Les intérêts chinois en mer de Chine méridionale

La mer de Chine méridionale est pour la Chine une source d’intérêts stratégiques pour sa sécurité nationale. Pékin profite d’avantages conjoncturels pour en prendre le contrôle, avec un succès déconcertant.

La République populaire de Chine (RPC) revendique sa souveraineté territoriale sur près de 90 % de la mer de Chine méridionale (MCM) en vertu de « droits historiques ». Ces droits s’appliquent sur une zone circonscrite par une « ligne en neuf traits », frontière virtuelle et imprécise qui comportait onze traits jusqu’à la cession de territoire au Vietnam en 1957. Les revendications chinoises portent ainsi sur tous les territoires et ressources compris à l’intérieur des neufs traits. Elles apparaissent contraires à la Convention des Nations Unies sur le droit de la mer (CNUDM) – que Pékin a signée et ratifiée –, qui définit les règles de délimitation des espaces maritimes. Les revendications territoriales contestées en MCM ne sont toutefois pas le seul fait de la RPC. L’espace maritime est le théâtre de revendications croisées par la plupart des États riverains (Vietnam, Malaisie, Brunei, Philippines, Taïwan). Aujourd’hui, la Chine œuvre pour obtenir la maîtrise de cet espace, qui est pour elle une source d’intérêts stratégiques.

La MCM : des intérêts économiques marginaux, mais une route commerciale stratégique

Les contentieux en MCM s’expliquent en partie par la richesse de cet espace en ressources halieutiques et en hydrocarbures. En effet, la pêche alimente une économie importante chez les États riverains de la MCM, et notamment en Chine, mais cette ressource ne constitue pas un facteur de conflit. Les réserves d’hydrocarbures quant à elles sont très incertaines, et les études estimatives varient considérablement selon les sources américaines ou chinoises (1). Ainsi, il est fort peu crédible que les actions de la RPC en MCM aient pour dessein de s’approprier l’exploitation de ressources en pétrole et en gaz naturel. D’une part, les réserves pourraient s’avérer très faibles et donc peu rentables ; d’autre part, dans le contexte actuel de tensions, l’exploitation massive de ressources contestées risquerait de précipiter Pékin dans un conflit difficile à assumer et qui mettrait en péril ses gisements. En réalité, l’exploration des réserves d’hydrocarbures en MCM par la Chine intervient comme une démonstration de sa souveraineté et sert à tester la détermination des puissances riveraines et des États-Unis.

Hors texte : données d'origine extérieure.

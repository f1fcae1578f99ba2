//! SSH Key Pair Generation
//!
//! Creates RSA or DSA key pairs on disk and reads back the public half.
//! Generation itself is delegated to a [`KeyGenerator`]: in process with
//! the `ssh-key` crate, or by shelling out to `ssh-keygen`.

use rand::rngs::OsRng;
use ssh_key::private::{DsaKeypair, KeypairData, RsaKeypair};
use ssh_key::{LineEnding, PrivateKey};
use std::path::{Path, PathBuf};
use std::process::Command;
use tracing::debug;

use crate::error::KeysError;
use crate::public_key::PublicKey;
use crate::types::SshKeyType;

/// Default RSA modulus size for generated keys
pub const DEFAULT_RSA_BITS: usize = 2048;

/// Writes a private/public key pair to the given paths
pub trait KeyGenerator: Send + Sync {
    /// Generate a key pair. An empty passphrase leaves the private key unencrypted.
    fn generate(
        &self,
        key_type: SshKeyType,
        passphrase: &str,
        private_key_path: &Path,
        public_key_path: &Path,
    ) -> Result<(), KeysError>;
}

/// A key pair on disk
#[derive(Clone)]
pub struct KeyPair {
    private_key_path: PathBuf,
    public_key_path: PathBuf,
    passphrase: Option<String>,
    public_key: PublicKey,
}

impl KeyPair {
    /// Generate a new key pair and parse its public half.
    ///
    /// The files are left on disk and belong to the caller.
    pub fn create(
        generator: &dyn KeyGenerator,
        key_type: SshKeyType,
        passphrase: &str,
        private_key_path: impl Into<PathBuf>,
        public_key_path: impl Into<PathBuf>,
    ) -> Result<Self, KeysError> {
        let private_key_path = private_key_path.into();
        let public_key_path = public_key_path.into();

        debug!(
            key_type = %key_type,
            private_key = %private_key_path.display(),
            public_key = %public_key_path.display(),
            "Generating SSH key pair"
        );

        generator.generate(key_type, passphrase, &private_key_path, &public_key_path)?;
        let public_key = PublicKey::from_file(&public_key_path)?;

        Ok(Self {
            private_key_path,
            public_key_path,
            passphrase: (!passphrase.is_empty()).then(|| passphrase.to_string()),
            public_key,
        })
    }

    /// Use a key pair that already exists on disk.
    pub fn load(
        private_key_path: impl Into<PathBuf>,
        public_key_path: impl Into<PathBuf>,
    ) -> Result<Self, KeysError> {
        let private_key_path = private_key_path.into();
        let public_key_path = public_key_path.into();

        std::fs::metadata(&private_key_path).map_err(|e| KeysError::io(&private_key_path, e))?;
        let public_key = PublicKey::from_file(&public_key_path)?;

        Ok(Self {
            private_key_path,
            public_key_path,
            passphrase: None,
            public_key,
        })
    }

    pub fn public_key(&self) -> &PublicKey {
        &self.public_key
    }

    pub fn key_type(&self) -> SshKeyType {
        self.public_key.key_type()
    }

    pub fn private_key_path(&self) -> &Path {
        &self.private_key_path
    }

    pub fn public_key_path(&self) -> &Path {
        &self.public_key_path
    }

    pub fn passphrase(&self) -> Option<&str> {
        self.passphrase.as_deref()
    }
}

impl std::fmt::Debug for KeyPair {
    fn fmt(&self, f: &mut std::fmt::Formatter<'_>) -> std::fmt::Result {
        f.debug_struct("KeyPair")
            .field("private_key_path", &self.private_key_path)
            .field("public_key_path", &self.public_key_path)
            .field("passphrase", &self.passphrase.as_ref().map(|_| "[REDACTED]"))
            .field("public_key", &self.public_key)
            .finish()
    }
}

// ============================================================
// Generators
// ============================================================

/// In-process generation using the `ssh-key` crate
#[derive(Debug, Clone)]
pub struct NativeKeygen {
    rsa_bits: usize,
    comment: String,
}

impl NativeKeygen {
    pub fn new() -> Self {
        Self {
            rsa_bits: DEFAULT_RSA_BITS,
            comment: String::new(),
        }
    }

    /// Set the RSA modulus size
    pub fn rsa_bits(mut self, bits: usize) -> Self {
        self.rsa_bits = bits;
        self
    }

    /// Comment to embed in the key
    pub fn comment(mut self, comment: impl Into<String>) -> Self {
        self.comment = comment.into();
        self
    }
}

impl Default for NativeKeygen {
    fn default() -> Self {
        Self::new()
    }
}

fn keygen_failed(what: &str) -> impl Fn(ssh_key::Error) -> KeysError + '_ {
    move |e| KeysError::KeygenFailed(format!("{what}: {e}"))
}

impl KeyGenerator for NativeKeygen {
    fn generate(
        &self,
        key_type: SshKeyType,
        passphrase: &str,
        private_key_path: &Path,
        public_key_path: &Path,
    ) -> Result<(), KeysError> {
        let keypair = match key_type {
            SshKeyType::Rsa => KeypairData::Rsa(
                RsaKeypair::random(&mut OsRng, self.rsa_bits)
                    .map_err(keygen_failed("Failed to generate RSA key"))?,
            ),
            SshKeyType::Dsa => KeypairData::Dsa(
                DsaKeypair::random(&mut OsRng).map_err(keygen_failed("Failed to generate DSA key"))?,
            ),
        };

        let private_key = PrivateKey::new(keypair, self.comment.as_str())
            .map_err(keygen_failed("Failed to build private key"))?;

        // Public line is taken before encryption so it carries the comment
        let public_line = private_key
            .public_key()
            .to_openssh()
            .map_err(keygen_failed("Failed to encode public key"))?;

        let private_key = if passphrase.is_empty() {
            private_key
        } else {
            private_key
                .encrypt(&mut OsRng, passphrase)
                .map_err(keygen_failed("Failed to encrypt private key"))?
        };

        private_key
            .write_openssh_file(private_key_path, LineEnding::LF)
            .map_err(keygen_failed("Failed to write private key"))?;
        std::fs::write(public_key_path, format!("{public_line}\n"))
            .map_err(|e| KeysError::io(public_key_path, e))?;

        debug!(key_type = %key_type, "Key pair written");
        Ok(())
    }
}

/// Shells out to an external `ssh-keygen`
#[derive(Debug, Clone)]
pub struct SshKeygen {
    program: PathBuf,
}

impl SshKeygen {
    /// Use `ssh-keygen` from `PATH`
    pub fn new() -> Self {
        Self::with_program("ssh-keygen")
    }

    pub fn with_program(program: impl Into<PathBuf>) -> Self {
        Self {
            program: program.into(),
        }
    }
}

impl Default for SshKeygen {
    fn default() -> Self {
        Self::new()
    }
}

impl KeyGenerator for SshKeygen {
    fn generate(
        &self,
        key_type: SshKeyType,
        passphrase: &str,
        private_key_path: &Path,
        public_key_path: &Path,
    ) -> Result<(), KeysError> {
        // ssh-keygen prompts before overwriting an existing file
        for path in [private_key_path, public_key_path] {
            match std::fs::remove_file(path) {
                Ok(()) => {}
                Err(e) if e.kind() == std::io::ErrorKind::NotFound => {}
                Err(e) => return Err(KeysError::io(path, e)),
            }
        }

        let type_arg = match key_type {
            SshKeyType::Rsa => "rsa",
            SshKeyType::Dsa => "dsa",
        };

        debug!(program = %self.program.display(), key_type = %key_type, "Running ssh-keygen");

        let output = Command::new(&self.program)
            .arg("-q")
            .args(["-t", type_arg])
            .args(["-N", passphrase])
            .arg("-f")
            .arg(private_key_path)
            .output()
            .map_err(|e| {
                KeysError::KeygenFailed(format!("Failed to run {}: {e}", self.program.display()))
            })?;

        if !output.status.success() {
            return Err(KeysError::KeygenFailed(format!(
                "{} exited with {}: {}",
                self.program.display(),
                output.status,
                String::from_utf8_lossy(&output.stderr).trim()
            )));
        }

        // ssh-keygen always writes the public half next to the private key
        let mut generated = private_key_path.as_os_str().to_owned();
        generated.push(".pub");
        let generated = PathBuf::from(generated);
        if generated != public_key_path {
            std::fs::rename(&generated, public_key_path)
                .map_err(|e| KeysError::io(&generated, e))?;
        }

        Ok(())
    }
}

La MCM représente un intérêt vital pour la Chine en tant que ligne de communication maritime (SLOC) stratégique pour son approvisionnement en matières premières et pour ses exportations. Environ 75 % des importations chinoises de pétrole transitent par la MCM, et plus de 80 % de celles japonaises et sud-coréennes (2). Or, cette route est très vulnérable par sa configuration de mer semi-fermée et ses passages obligés par des détroits (Malacca, Singapour, la Sonde) propices à la piraterie, au terrorisme, aux accidents ou encore à un blocus par la marine d’un État. La sécurité de cette route est donc cruciale pour la Chine – comme pour l’ensemble des pays de la région – et sa domination par un seul État pourrait devenir un instrument de pression sur les autres dans un contexte de tensions ou de guerre. Pékin voit donc la maitrise de la MCM et la réduction de sa vulnérabilité face aux États-Unis comme une question de sécurité nationale. La vulnérabilité de la Chine sur les mers, et en particulier en MCM, avait d’ailleurs été identifiée comme une priorité stratégique par l’ancien président Hu Jintao dès 2003. À cette époque le « dilemme de Malacca », du nom du détroit par lequel transite l’essentiel des importations et des exportations chinoises, était pointé du doigt comme une faiblesse majeure pour l’économie chinoise sur laquelle Pékin n’avait pas de prise.

Des intérêts stratégiques militaires : la dissuasion nucléaire océanique et la stratégie d’interdiction

La Chine perçoit également la MCM comme vitale dans sa stratégie de défense nationale. Pékin cherche depuis les années 1970 à doter ses capacités de dissuasion nucléaire d’une composante océanique, à savoir de sous-marins à propulsion nucléaire emportant des missiles balistiques nucléaires. La composante océanique présente deux avantages permettant de renforcer la crédibilité de la dissuasion. D’abord, elle est moins vulnérable à une première frappe que les composantes terrestre et aéroportée ; ensuite, elle permet d’augmenter l’allonge de frappe en se rapprochant d’une zone cible qui ne serait pas atteignable depuis le territoire d’origine. Aujourd’hui, la composante océanique chinoise compte quatre sous-marins nucléaires lanceurs d’engins (SNLE) Type 094, dont la base se situe au sud de la province insulaire de Hainan, en MCM. Le rayon d’action des Type 094 est fortement contraint par la « première chaîne d’îles » (archipel japonais, Taïwan, Philippines, Indonésie, Malaisie) qui constitue un verrou stratégique pour l’accès des SNLE aux eaux profondes des océans Pacifique et Indien, offrant une plus grande discrétion. Ainsi, à l’inverse des stratégies de patrouille océanique, adoptées par exemple par la France ou les États-Unis, la Chine doit privilégier une stratégie de bastion en MCM, au moins tant qu’elle ne possèdera pas de sous-marin plus silencieux, de capacités de lutte anti-sous-marine plus performantes et une meilleure connaissance et expérience de la navigation dans l’environnement topographique de la MCM.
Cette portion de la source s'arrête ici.